[Start of section]

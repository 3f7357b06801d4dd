//! radar-chart-rs: radial axis labels and shared chart layout helpers.
//!
//! The crate covers the label pass of a radar chart (placing one category
//! label per spoke around the web) together with the geometry, text-layout
//! and axis-number helpers chart renderers share. Series models, the full
//! render pipeline and input handling belong to the host.

pub mod api;
pub mod core;
pub mod error;
pub mod render;
pub mod telemetry;
pub mod text;

pub use api::{RadarAxisConfig, RadarChartGeometry, RadialLabelRenderer};
pub use error::{ChartError, ChartResult};
use serde::{Deserialize, Serialize};

use crate::error::{ChartError, ChartResult};

/// RGBA color in normalized 0..=1 channel values.
#[derive(Debug, Clone, Copy, PartialEq, Serialize, Deserialize)]
pub struct Color {
    pub red: f64,
    pub green: f64,
    pub blue: f64,
    pub alpha: f64,
}

impl Color {
    pub const BLACK: Self = Self::rgb(0.0, 0.0, 0.0);

    #[must_use]
    pub const fn rgba(red: f64, green: f64, blue: f64, alpha: f64) -> Self {
        Self {
            red,
            green,
            blue,
            alpha,
        }
    }

    #[must_use]
    pub const fn rgb(red: f64, green: f64, blue: f64) -> Self {
        Self::rgba(red, green, blue, 1.0)
    }

    pub fn validate(self) -> ChartResult<()> {
        for (channel, value) in [
            ("red", self.red),
            ("green", self.green),
            ("blue", self.blue),
            ("alpha", self.alpha),
        ] {
            if !value.is_finite() || !(0.0..=1.0).contains(&value) {
                return Err(ChartError::InvalidData(format!(
                    "color channel `{channel}` must be finite and in [0, 1]"
                )));
            }
        }
        Ok(())
    }
}

impl Default for Color {
    fn default() -> Self {
        Self::BLACK
    }
}

/// Horizontal text alignment.
///
/// For point draws it says where the anchor sits relative to the text; for
/// rect draws it is the paragraph alignment inside the rect.
#[derive(Debug, Clone, Copy, PartialEq, Eq, Hash, Default, Serialize, Deserialize)]
pub enum TextHAlign {
    #[default]
    Left,
    Center,
    Right,
}

#[derive(Debug, Clone, PartialEq, Serialize, Deserialize)]
pub struct FontDescriptor {
    pub family: String,
    pub size_px: f64,
}

impl FontDescriptor {
    #[must_use]
    pub fn new(family: impl Into<String>, size_px: f64) -> Self {
        Self {
            family: family.into(),
            size_px,
        }
    }

    pub fn validate(&self) -> ChartResult<()> {
        if self.family.trim().is_empty() {
            return Err(ChartError::InvalidData(
                "font family must not be empty".to_owned(),
            ));
        }
        if !self.size_px.is_finite() || self.size_px <= 0.0 {
            return Err(ChartError::InvalidData(
                "font size must be finite and > 0".to_owned(),
            ));
        }
        Ok(())
    }
}

impl Default for FontDescriptor {
    fn default() -> Self {
        Self::new("Sans", 10.0)
    }
}

/// Style applied to one text draw call.
#[derive(Debug, Clone, PartialEq, Default, Serialize, Deserialize)]
pub struct TextAttributes {
    pub font: FontDescriptor,
    pub color: Color,
    pub alignment: TextHAlign,
}

impl TextAttributes {
    #[must_use]
    pub fn new(font: FontDescriptor, color: Color, alignment: TextHAlign) -> Self {
        Self {
            font,
            color,
            alignment,
        }
    }
}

[End of section]

The task -> Look over the material and return every line where the word "ChartResult" is found.

Task output ->
pub use error::{ChartError, ChartResult};
use crate::error::{ChartError, ChartResult};
    pub fn validate(self) -> ChartResult<()> {
    pub fn validate(&self) -> ChartResult<()> {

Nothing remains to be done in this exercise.